Western Dakota Tech students simulate active shooter scenario

RAPID CITY, S.D. — Western Dakota Tech students experienced one-of-a-kind training Tuesday morning; training that hopefully they will never have to use. The scenario? An active shooter on campus with mass casualties.

A seemingly normal day can turn deadly and WDT students lived the active shooter simulation on their own turf.

“We’ve done several scenarios in the past where there’s a car wreck, a fire, and a chemical exposure,” said Lloyd McNett, simulation director. “In seeing the nationwide epidemic with mass shooters and, granted we’re in rural South Dakota, those types of events we have to have first responders who are prepared for those.”

Fire science, paramedic, law enforcement, nursing, health information management, medical lab, phlebotomy, surgical technology, and dental students were represented in handling different aspects of the scenario.

“They’ve had to get outside their comfort zone where law enforcement has to talk to fire, fire has to talk to EMS and EMS has to talk to the receiving side with nursing and on down the line,” said McNett.

The students were also playing the roles of victims, acting to make the scenario as real as possible.

“The people that needed to assess me needed to know and understand that it’s very emotional and I was going to be frantic,” said Leticia Schnell, LPN student playing a student who jumped out a window and broke her leg. “It was physical but it was also very emotional. I just wanted to make it realistic for them.”

Students and instructors began around 9:30 a.m. when calls rang out in the halls of fake gunshots, followed by a radio response alerting responders to a possible shooting.

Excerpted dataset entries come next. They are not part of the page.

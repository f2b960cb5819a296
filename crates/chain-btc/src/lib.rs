//! Bitcoin chain support for the multi-network wallet.
//!
//! Provides legacy P2PKH address derivation and Wallet Import Format (WIF)
//! encoding of secp256k1 private keys, both built on Base58Check.

pub mod address;
pub mod error;
pub mod network;
pub mod wif;

pub use address::{address_to_pubkey_hash, pubkey_to_p2pkh_address, validate_address};
pub use error::BtcError;
pub use network::BtcNetwork;
pub use wif::{from_wif, to_wif, WifKey};
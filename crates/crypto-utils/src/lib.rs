//! # crypto-utils
//!
//! Hashing primitives, Base58Check encoding, and secure random generation
//! shared by the chain crates and the wallet core.

pub mod base58check;
pub mod error;
pub mod hash;
pub mod random;

pub use error::CryptoError;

Law enforcement students arrived first and took down an acting gunman in a room with multiple injured victims. Soon after, a student ran into the room to alert law enforcement of another possible shooter on the second floor.

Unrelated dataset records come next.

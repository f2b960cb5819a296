//! Ethereum chain support for the multi-network wallet.
//!
//! This crate provides:
//! - Ethereum address derivation from secp256k1 public keys, plus EIP-55
//!   checksum formatting and validation
//! - Legacy transaction building and EIP-155 signing
//! - Wei/ether unit conversion
//! - Known EVM network definitions

pub mod address;
pub mod chains;
pub mod error;
pub mod transaction;
pub mod units;

pub use error::EthError;
pub use transaction::{SignedTransaction, TransactionRequest, UnsignedTransaction, DEFAULT_GAS_LIMIT};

Heading up the stairs, students found more acting victims. Inside a classroom immediately next to the stairs, students were fighting back against another shooter before law enforcement could intervene and subdue the situation.

Once the students deemed the situation under control, medical response could move in and treat the acting victims. They were treated indoors and then carried outdoors to be taken by ambulance to the simulated hospital wing of the school.

The school covered their bases in dealing with the many aspects of a traumatic event; from the injuries themselves to the family members of the victims who inquire to nurses, frantically about their loved ones.

“You got a lot of hands on experience that you wouldn’t get from a normal situation,” said Doug Gaston, an LPN student playing a triage nurse. “I’m definitely going to remember how to keep my calm when stuff hits the fan.”

“It’s putting knowledge to experience,” said Tanner Bray, criminal justice student with a law enforcement emphasis. “Keep a clear mind, do what’s right.”

After the exercise students debriefed how they handled the scenario.

“The main experience they get out of it is working together,” said McNett.

The event took about three months to plan, says McNett. Various local EMS services took part in the exercise, offering support to students leading the response. Medical and security forces personnel from Ellsworth Air Force Base were also in attendance in a similar role.